A loud rumbling caused Walter to look eastward. The vehicle approaching was one he had never seen before, though he had heard talk. It was a self-propelled gun, with giant barrel and firing mechanism mounted on a chassis with its own one-hundred-horsepower engine. It was closely followed by a heavy-duty truck loaded, presumably, with proportionately huge ammunition. A second and a third gun came after. The artillery crews riding on the vehicles waved their caps as they passed by, as if they were on a victory parade.
Walter felt bucked. Such guns could be repositioned rapidly once the offensive got under way. They would give much better support to advancing infantry.
Walter had heard that an even bigger gun was shelling Paris from a distance of sixty miles. It hardly seemed possible.
The guns were followed by a Mercedes 37/95 Double Phaeton that looked distinctly familiar. It turned off the road and parked in the square in front of the church, and Walter’s father got out.
What was he doing here?
Walter passed through the low doorway into the tower and hurried down the narrow spiral staircase to the ground. The nave of the disused church had become a dormitory. He picked his way through bedrolls and the upturned crates that served the men as tables and chairs.
Outside, the graveyard was packed with trench bridges, prefabricated wooden platforms that would enable artillery and supply trucks to cross captured British trenches in the wake of the storm troopers. They were stashed amid the tombstones so as not to be easily visible from the air.
The stream of men and vehicles passing through the village from east to west had now slowed to a trickle. Something was up.
Otto was in uniform, and saluted formally. Walter could see that his father was bursting with excitement. “A special visitor is coming!” Otto said immediately.
So that was it. “Who?”
“You’ll see.”
Walter guessed it was General Ludendorff, who was now in effect supreme commander. “What does he want to do?”
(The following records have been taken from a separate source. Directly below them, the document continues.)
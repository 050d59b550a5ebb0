//! Storage for sparse voxel octrees.
//!
//! The tree (`VoxelTree`) owns its nodes in a slab arena and addresses them with `NodeId`
//! keys; nodes hold their children in a capacity-tiered `ChildSlots` so that a tree of
//! millions of mostly-sparse nodes stays small. All structural operations go through the
//! tree, which maintains the structural invariants:
//!
//! - a colored leaf that must gain children first splits into 8 color-inheriting children
//!   and loses its own color
//! - 8 identical colored leaf children collapse back into one colored leaf
//! - an internal node's color is the density-weighted average of its colored children,
//!   visible only above a density threshold
//!
//! The `NodeWorkBag` is the de-duplicating worklist that drives incremental packet
//! encoding, and `TagInterner` is the injected owner/source tag interning service.

pub mod arena;
pub mod bag;
pub mod children;
pub mod interner;
pub mod node;
pub mod tree;

pub use arena::{NodeArena, NodeId};
pub use bag::NodeWorkBag;
pub use children::ChildSlots;
pub use interner::{Tag, TagInterner};
pub use node::VoxelNode;
pub use tree::{RayHit, VoxelTree, VISIBLE_ABOVE_DENSITY};

/// Hash map type for small keys like interned tags.
pub type SmallKeyHashMap<K, V> = ahash::AHashMap<K, V>;

pub mod prelude {
    pub use super::{
        ChildSlots, NodeArena, NodeId, NodeWorkBag, RayHit, Tag, TagInterner, VoxelNode,
        VoxelTree, VISIBLE_ABOVE_DENSITY,
    };
}
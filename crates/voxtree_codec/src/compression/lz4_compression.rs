use super::BytesCompression;

use serde::{Deserialize, Serialize};

/// The [LZ4 compression algorithm](https://en.wikipedia.org/wiki/LZ4_(compression_algorithm)).
#[derive(Clone, Copy, Debug, Deserialize, Serialize)]
pub struct Lz4 {
    /// The compression level, from 0 to 10. 0 is fastest and least aggressive. 10 is slowest and
    /// most aggressive.
    pub level: u32,
}

impl BytesCompression for Lz4 {
    fn compress_bytes(&self, bytes: &[u8], compressed_bytes: impl std::io::Write) {
        let mut encoder = lz4::EncoderBuilder::new()
            .level(self.level)
            .build(compressed_bytes)
            .unwrap();
        std::io::copy(&mut std::io::Cursor::new(bytes), &mut encoder).unwrap();
        let (_output, _result) = encoder.finish();
    }

    fn decompress_bytes(
        compressed_bytes: &[u8],
        bytes: &mut impl std::io::Write,
    ) -> std::io::Result<()> {
        let mut decoder = lz4::Decoder::new(compressed_bytes)?;
        let decompressed_len = std::io::copy(&mut decoder, bytes)?;
        // The decoder defers some frame validation until the stream is finished.
        let (_input, result) = decoder.finish();
        result?;
        if decompressed_len == 0 && !compressed_bytes.is_empty() {
            return Err(std::io::Error::new(
                std::io::ErrorKind::InvalidData,
                "compressed stream decoded to nothing",
            ));
        }

        Ok(())
    }
}

// ████████╗███████╗███████╗████████╗███████╗
// ╚══██╔══╝██╔════╝██╔════╝╚══██╔══╝██╔════╝
//    ██║   █████╗  ███████╗   ██║   ███████╗
//    ██║   ██╔══╝  ╚════██║   ██║   ╚════██║
//    ██║   ███████╗███████║   ██║   ███████║
//    ╚═╝   ╚══════╝╚══════╝   ╚═╝   ╚══════╝

#[cfg(test)]
mod tests {
    use super::*;

    #[test]
    fn compress_and_decompress_round_trip() {
        let bytes: Vec<u8> = (0u8..100).collect();

        let mut compressed_bytes = Vec::new();
        Lz4 { level: 10 }.compress_bytes(&bytes, &mut compressed_bytes);
        let mut decompressed_bytes = Vec::new();
        Lz4::decompress_bytes(&compressed_bytes, &mut decompressed_bytes).unwrap();

        assert_eq!(bytes, decompressed_bytes);
    }

    #[test]
    fn garbage_input_reports_an_error() {
        let mut decompressed_bytes = Vec::new();
        assert!(Lz4::decompress_bytes(&[0xDE, 0xAD, 0xBE, 0xEF], &mut decompressed_bytes).is_err());
    }
}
“Address the soldiers, of course. Please assemble the men in front of the church.”
“How soon?”
“He’s not far behind me.”
“Right.” Walter looked around the square. “Sergeant Schwab! Come here. You and Corporal Grunwald-and you men, come here.” He dispatched messengers to the church, the canteen that had been set up in a large barn, and the tent village on the rise to the north. “I want every man in front of the church, properly dressed, in fifteen minutes. Quick!” They ran off.
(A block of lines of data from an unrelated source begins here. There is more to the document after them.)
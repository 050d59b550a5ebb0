//! The core data types for addressing and measuring a sparse voxel octree:
//! - `OctalCode`: the path from the root to a node, one 3-bit digit per level
//! - `Cube`: the axis-aligned bounds of a node's octant
//! - `Color3`: RGB voxel content
//! - `LodPolicy`: the scale-to-distance policy for render decisions

pub mod color;
pub mod cube;
pub mod octal_code;
pub mod view;

pub use color::Color3;
pub use cube::Cube;
pub use octal_code::OctalCode;
pub use view::{boundary_distance_for_level, LodPolicy, Viewer, DEFAULT_LOD_SIZE_SCALE};

pub use glam;

/// Edge length of the cubic universe in world units. Only used to convert the normalized
/// [0,1] coordinates that octal codes address into display units.
pub const TREE_SCALE: f32 = 16384.0;

/// Deepest octal code the tree will address. At this depth a cell is `1 / 2^128` of the
/// universe, far below any useful resolution; it exists to reject malformed input.
pub const MAX_TREE_DEPTH: usize = 128;

/// Recursion ceiling for tree walks. A well-formed tree never gets near this; hitting it
/// means the tree is malformed (or cyclic) and the operation must abort with a diagnostic
/// instead of overflowing the stack.
pub const DANGEROUSLY_DEEP_RECURSION: usize = 200;

pub mod prelude {
    pub use super::{
        boundary_distance_for_level, Color3, Cube, LodPolicy, OctalCode, Viewer, TREE_SCALE,
    };
}
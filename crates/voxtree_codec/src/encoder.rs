use crate::compression::BytesCompression;
use crate::packet::PacketBuilder;

use voxtree_core::{Color3, LodPolicy, Viewer, DANGEROUSLY_DEEP_RECURSION, TREE_SCALE};
use voxtree_storage::{NodeId, NodeWorkBag, VoxelTree};

use tracing::warn;

/// Controls what an encode pass puts on the wire.
///
/// With no `viewer` every colored node is a candidate, which is the full-replication
/// configuration. With a viewer, LOD boundaries prune both colors and descent.
/// `changed_since` restricts the pass to subtrees stamped after the given change-clock
/// reading, for delta updates to an already-synchronized consumer.
#[derive(Clone, Copy, Debug)]
pub struct EncodeParams {
    pub viewer: Option<Viewer>,
    pub lod: LodPolicy,
    pub max_levels: usize,
    pub changed_since: Option<u64>,
}

impl Default for EncodeParams {
    fn default() -> Self {
        Self {
            viewer: None,
            lod: LodPolicy::default(),
            max_levels: usize::MAX,
            changed_since: None,
        }
    }
}

/// Encode the subtree rooted at `start` into `packet`, one
/// `[colorMask][colors..][childMask]` section per visited node.
///
/// Whatever does not fit is put in `bag` to be encoded into a later packet: a pruned
/// child gets its bit cleared from the already-written child mask, and a node whose own
/// level section cannot fit rolls the whole subtree section back. Returns the number of
/// colored nodes whose colors were appended.
pub fn encode_tree_bitstream<B: BytesCompression>(
    tree: &VoxelTree,
    start: NodeId,
    params: &EncodeParams,
    packet: &mut PacketBuilder<B>,
    bag: &mut NodeWorkBag,
) -> usize {
    let code = match tree.node(start) {
        Some(node) => node.code().clone(),
        None => return 0,
    };

    if !packet.start_subtree(Some(&code)) {
        bag.insert(code, start);
        return 0;
    }

    match encode_recursion(tree, start, params, packet, bag, 0) {
        Some(appended) => {
            packet.end_subtree();
            appended
        }
        None => {
            packet.discard_subtree();
            bag.insert(code, start);
            0
        }
    }
}

/// Whether this node is near enough that its subtree is worth descending into at all.
fn subtree_in_range(tree: &VoxelTree, id: NodeId, params: &EncodeParams) -> bool {
    let viewer = match &params.viewer {
        Some(v) => v,
        None => return true,
    };
    let node = match tree.node(id) {
        Some(n) => n,
        None => return false,
    };

    let cube = node.code().octant().scaled(TREE_SCALE);
    let level = node.code().depth() as u32;

    cube.furthest_distance_from(viewer.position) <= params.lod.boundary_distance(level)
}

fn encode_recursion<B: BytesCompression>(
    tree: &VoxelTree,
    parent: NodeId,
    params: &EncodeParams,
    packet: &mut PacketBuilder<B>,
    bag: &mut NodeWorkBag,
    depth: usize,
) -> Option<usize> {
    if depth > DANGEROUSLY_DEEP_RECURSION {
        warn!(depth, "encode_tree_bitstream hit the recursion ceiling, bailing");
        return Some(0);
    }
    let node = match tree.node(parent) {
        Some(n) => n,
        None => return Some(0),
    };

    let mut color_mask = 0u8;
    let mut colors: Vec<Color3> = Vec::new();
    let mut child_tree_mask = 0u8;
    let mut to_recurse: Vec<(u8, NodeId)> = Vec::new();

    for i in 0..8 {
        let child_id = match node.get_child(i) {
            Some(c) => c,
            None => continue,
        };
        let child = match tree.node(child_id) {
            Some(c) => c,
            None => continue,
        };

        // Ancestors are stamped on every descendant change, so one stamp check covers
        // the whole subtree.
        if let Some(since) = params.changed_since {
            if !child.has_changed_since(since) {
                continue;
            }
        }

        let colored_here = match &params.viewer {
            Some(viewer) => tree.should_render(child_id, viewer, &params.lod),
            None => child.is_colored(),
        };
        if colored_here {
            if let Some(color) = child.color() {
                color_mask |= 1 << i;
                colors.push(color);
            }
        }

        if !child.is_leaf()
            && depth + 1 < params.max_levels
            && subtree_in_range(tree, child_id, params)
        {
            child_tree_mask |= 1 << i;
            to_recurse.push((i, child_id));
        }
    }

    let checkpoint = packet.start_level();

    if !packet.append_bitmask(color_mask) {
        packet.discard_level(checkpoint);
        return None;
    }
    let mut appended = 0usize;
    for color in colors {
        if !packet.append_color(color) {
            packet.discard_level(checkpoint);
            return None;
        }
        appended += 1;
    }

    let tree_mask_at = packet.bytes_in_use();
    if !packet.append_bitmask(child_tree_mask) {
        packet.discard_level(checkpoint);
        return None;
    }

    let mut surviving_mask = child_tree_mask;
    for (i, child_id) in to_recurse {
        match encode_recursion(tree, child_id, params, packet, bag, depth + 1) {
            Some(count) => appended += count,
            None => {
                // The child's section rolled back; un-promise it and send it later.
                surviving_mask &= !(1 << i);
                packet.update_prior_bitmask(tree_mask_at, surviving_mask);
                if let Some(child) = tree.node(child_id) {
                    bag.insert(child.code().clone(), child_id);
                }
            }
        }
    }

    if !packet.end_level(checkpoint) {
        return None;
    }

    Some(appended)
}

// ████████╗███████╗███████╗████████╗
// ╚══██╔══╝██╔════╝██╔════╝╚══██╔══╝
//    ██║   █████╗  ███████╗   ██║
//    ██║   ██╔══╝  ╚════██║   ██║
//    ██║   ███████╗███████║   ██║
//    ╚═╝   ╚══════╝╚══════╝   ╚═╝

#[cfg(test)]
mod tests {
    use super::*;

    use crate::decoder::decode_tree_bitstream;

    use voxtree_core::glam::Vec3;

    const RED: Color3 = Color3::new(255, 0, 0);
    const GREEN: Color3 = Color3::new(0, 255, 0);
    const BLUE: Color3 = Color3::new(0, 0, 255);

    fn sample_tree() -> VoxelTree {
        let mut tree = VoxelTree::default();
        tree.create_voxel(0.1, 0.1, 0.1, 0.25, RED, false);
        tree.create_voxel(0.8, 0.1, 0.6, 0.25, GREEN, false);
        tree.create_voxel(0.3, 0.7, 0.2, 0.125, BLUE, false);
        tree
    }

    fn assert_same_colors(a: &VoxelTree, b: &VoxelTree) {
        for &(x, y, z, s) in &[
            (0.1, 0.1, 0.1, 0.25),
            (0.8, 0.1, 0.6, 0.25),
            (0.3, 0.7, 0.2, 0.125),
        ] {
            let expected = a
                .find_node_at(x, y, z, s)
                .and_then(|id| a.node(id))
                .and_then(|n| n.color());
            let actual = b
                .find_node_at(x, y, z, s)
                .and_then(|id| b.node(id))
                .and_then(|n| n.color());
            assert_eq!(expected, actual);
        }
    }

    #[test]
    fn encode_decode_round_trip_in_one_packet() {
        let src = sample_tree();
        let mut packet = PacketBuilder::uncompressed(1024);
        let mut bag = NodeWorkBag::new();

        let appended = encode_tree_bitstream(
            &src,
            src.root_id(),
            &EncodeParams::default(),
            &mut packet,
            &mut bag,
        );
        assert_eq!(appended, 3);
        assert!(bag.is_empty());

        let mut dst = VoxelTree::default();
        let outcome =
            decode_tree_bitstream(&mut dst, packet.finalized_data().unwrap(), None).unwrap();
        assert_eq!(outcome.created.len(), 3);
        assert_same_colors(&src, &dst);
    }

    #[test]
    fn overflow_spills_into_the_bag_and_later_packets() {
        let src = sample_tree();
        let mut dst = VoxelTree::default();
        let mut bag = NodeWorkBag::new();

        let root_code = src.node(src.root_id()).unwrap().code().clone();
        bag.insert(root_code, src.root_id());

        // Packets this small force multiple rounds; every round must make progress.
        let mut rounds = 0;
        while let Some((_, id)) = bag.extract() {
            rounds += 1;
            assert!(rounds < 64, "encoding is not making progress");

            let mut packet = PacketBuilder::uncompressed(16);
            encode_tree_bitstream(&src, id, &EncodeParams::default(), &mut packet, &mut bag);
            if !packet.is_empty() {
                decode_tree_bitstream(&mut dst, packet.finalized_data().unwrap(), None)
                    .unwrap();
            }
        }

        assert!(rounds > 1, "expected the sample tree to span packets");
        assert_same_colors(&src, &dst);
    }

    #[test]
    fn delta_pass_skips_unchanged_subtrees() {
        let mut src = VoxelTree::default();
        src.create_voxel(0.1, 0.1, 0.1, 0.25, RED, false);
        let synced_at = src.change_clock();
        src.create_voxel(0.8, 0.1, 0.6, 0.25, GREEN, false);

        let params = EncodeParams {
            changed_since: Some(synced_at),
            ..EncodeParams::default()
        };
        let mut packet = PacketBuilder::uncompressed(1024);
        let mut bag = NodeWorkBag::new();
        encode_tree_bitstream(&src, src.root_id(), &params, &mut packet, &mut bag);

        let mut dst = VoxelTree::default();
        decode_tree_bitstream(&mut dst, packet.finalized_data().unwrap(), None).unwrap();

        let green = dst
            .find_node_at(0.8, 0.1, 0.6, 0.25)
            .and_then(|id| dst.node(id))
            .and_then(|n| n.color());
        assert_eq!(green, Some(GREEN));
        assert!(dst.find_node_at(0.1, 0.1, 0.1, 0.25).is_none());
    }

    #[test]
    fn distant_viewer_prunes_everything() {
        let src = sample_tree();
        let lod = LodPolicy::default();
        // Far beyond the coarsest boundary distance.
        let params = EncodeParams {
            viewer: Some(Viewer::new(Vec3::splat(-4.0 * lod.size_scale))),
            lod,
            ..EncodeParams::default()
        };

        let mut packet = PacketBuilder::uncompressed(1024);
        let mut bag = NodeWorkBag::new();
        let appended =
            encode_tree_bitstream(&src, src.root_id(), &params, &mut packet, &mut bag);
        assert_eq!(appended, 0);
        assert!(bag.is_empty());
    }

    #[test]
    fn near_viewer_includes_everything() {
        let src = sample_tree();
        let params = EncodeParams {
            viewer: Some(Viewer::new(Vec3::splat(0.0))),
            ..EncodeParams::default()
        };

        let mut packet = PacketBuilder::uncompressed(1024);
        let mut bag = NodeWorkBag::new();
        let appended =
            encode_tree_bitstream(&src, src.root_id(), &params, &mut packet, &mut bag);
        assert_eq!(appended, 3);
    }

    #[test]
    fn max_levels_caps_descent() {
        let src = sample_tree();
        let params = EncodeParams {
            max_levels: 1,
            ..EncodeParams::default()
        };

        let mut packet = PacketBuilder::uncompressed(1024);
        let mut bag = NodeWorkBag::new();
        let appended =
            encode_tree_bitstream(&src, src.root_id(), &params, &mut packet, &mut bag);
        // Nothing is colored at depth 1 in the sample tree.
        assert_eq!(appended, 0);
    }
}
Walter hurried around the village, informing the officers, ordering the men to the square, keeping an eye on the road from the east. He found his commanding officer, Generalmajor Schwarzkopf, in a cheese-smelling former dairy on the edge of the village, finishing a late breakfast of bread and tinned sardines.
Within a quarter of an hour two thousand men were assembled, and ten minutes later they looked respectable, uniforms buttoned and caps on straight. Walter brought up a flatbed truck and backed it up in front of the men. He improvised steps up to the back of the truck using ammunition crates.
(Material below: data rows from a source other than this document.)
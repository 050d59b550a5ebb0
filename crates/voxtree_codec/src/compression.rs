#[cfg(feature = "lz4")]
mod lz4_compression;
#[cfg(feature = "snap")]
mod snappy_compression;

#[cfg(feature = "lz4")]
pub use lz4_compression::Lz4;
#[cfg(feature = "snap")]
pub use snappy_compression::Snappy;

use serde::{Deserialize, Serialize};

/// A compression algorithm that acts directly on a slice of bytes.
///
/// Compressing our own well-formed buffers into a `Vec` cannot meaningfully fail, but
/// decompression runs on bytes off the network, so it must report malformed input instead
/// of panicking.
pub trait BytesCompression {
    fn compress_bytes(&self, bytes: &[u8], compressed_bytes: impl std::io::Write);
    fn decompress_bytes(
        compressed_bytes: &[u8],
        bytes: &mut impl std::io::Write,
    ) -> std::io::Result<()>;
}

/// The identity "compression". Lets the same packet pipeline run without any compression
/// backend compiled in.
#[derive(Clone, Copy, Debug, Deserialize, Serialize)]
pub struct NoCompression;

impl BytesCompression for NoCompression {
    fn compress_bytes(&self, bytes: &[u8], mut compressed_bytes: impl std::io::Write) {
        let _ = std::io::copy(
            &mut std::io::Cursor::new(bytes),
            &mut compressed_bytes,
        );
    }

    fn decompress_bytes(
        compressed_bytes: &[u8],
        bytes: &mut impl std::io::Write,
    ) -> std::io::Result<()> {
        std::io::copy(&mut std::io::Cursor::new(compressed_bytes), bytes)?;

        Ok(())
    }
}

// ████████╗███████╗███████╗████████╗███████╗
// ╚══██╔══╝██╔════╝██╔════╝╚══██╔══╝██╔════╝
//    ██║   █████╗  ███████╗   ██║   ███████╗
//    ██║   ██╔══╝  ╚════██║   ██║   ╚════██║
//    ██║   ███████╗███████║   ██║   ███████║
//    ╚═╝   ╚══════╝╚══════╝   ╚═╝   ╚══════╝

#[cfg(test)]
mod tests {
    use super::*;

    #[test]
    fn no_compression_is_the_identity() {
        let bytes: Vec<u8> = (0u8..100).collect();

        let mut compressed_bytes = Vec::new();
        NoCompression.compress_bytes(&bytes, &mut compressed_bytes);
        assert_eq!(bytes, compressed_bytes);

        let mut decompressed_bytes = Vec::new();
        NoCompression::decompress_bytes(&compressed_bytes, &mut decompressed_bytes).unwrap();
        assert_eq!(bytes, decompressed_bytes);
    }
}
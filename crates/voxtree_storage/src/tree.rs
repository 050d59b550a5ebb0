use crate::{NodeArena, NodeId, TagInterner, VoxelNode};

use voxtree_core::{
    Color3, LodPolicy, OctalCode, Viewer, DANGEROUSLY_DEEP_RECURSION, TREE_SCALE,
};

use glam::Vec3;
use std::sync::Arc;
use tracing::warn;

/// An averaged internal node is treated as colored only above this density. Below it,
/// sparse content rendered as a solid cell would look fatter at a distance than the real
/// geometry; the constant is tuned against that effect and must not drift.
pub const VISIBLE_ABOVE_DENSITY: f32 = 0.10;

/// A ray hit against a colored node, distance in normalized universe units.
#[derive(Clone, Copy, Debug, PartialEq)]
pub struct RayHit {
    pub node: NodeId,
    pub distance: f32,
}

/// A sparse octree of colored cells over the normalized [0,1] cubic universe.
///
/// The tree is the single owner of its nodes and the only mutator; callers needing
/// concurrent access wrap the whole tree in a reader/writer lock. Every structural
/// mutation bumps a monotonic change clock and stamps the path from the root, which is
/// what delta-sync and render-dirty tracking read.
pub struct VoxelTree {
    arena: NodeArena,
    root: NodeId,
    clock: u64,
    dirty: bool,
    interner: Arc<TagInterner>,
}

impl Default for VoxelTree {
    fn default() -> Self {
        Self::new(Arc::new(TagInterner::new()))
    }
}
Otto produced a length of red carpet from the Mercedes and placed it on the ground leading to the steps.
Walter took Grunwald out of the line. The corporal was a tall man with big hands and feet. Walter sent him up onto the church roof with his field glasses and a whistle.
Then they waited.
Half an hour went by, then an hour. The men fidgeted, the lines became ragged, and conversation broke out.
After another hour, Grunwald blew his whistle.
“Get ready!” Otto barked. “Here he comes!”
A cacophony of shouted orders burst out. The men came quickly to attention. A motorcade swept into the square.
The door of an armored car opened, and a man in a general’s uniform got out. However, it was not the balding, bullet-headed Ludendorff. The special visitor moved awkwardly, holding his left hand in the pocket of his tunic as if his arm were injured.
After a moment, Walter saw that it was the kaiser himself.
Generalmajor Schwarzkopf approached him and saluted.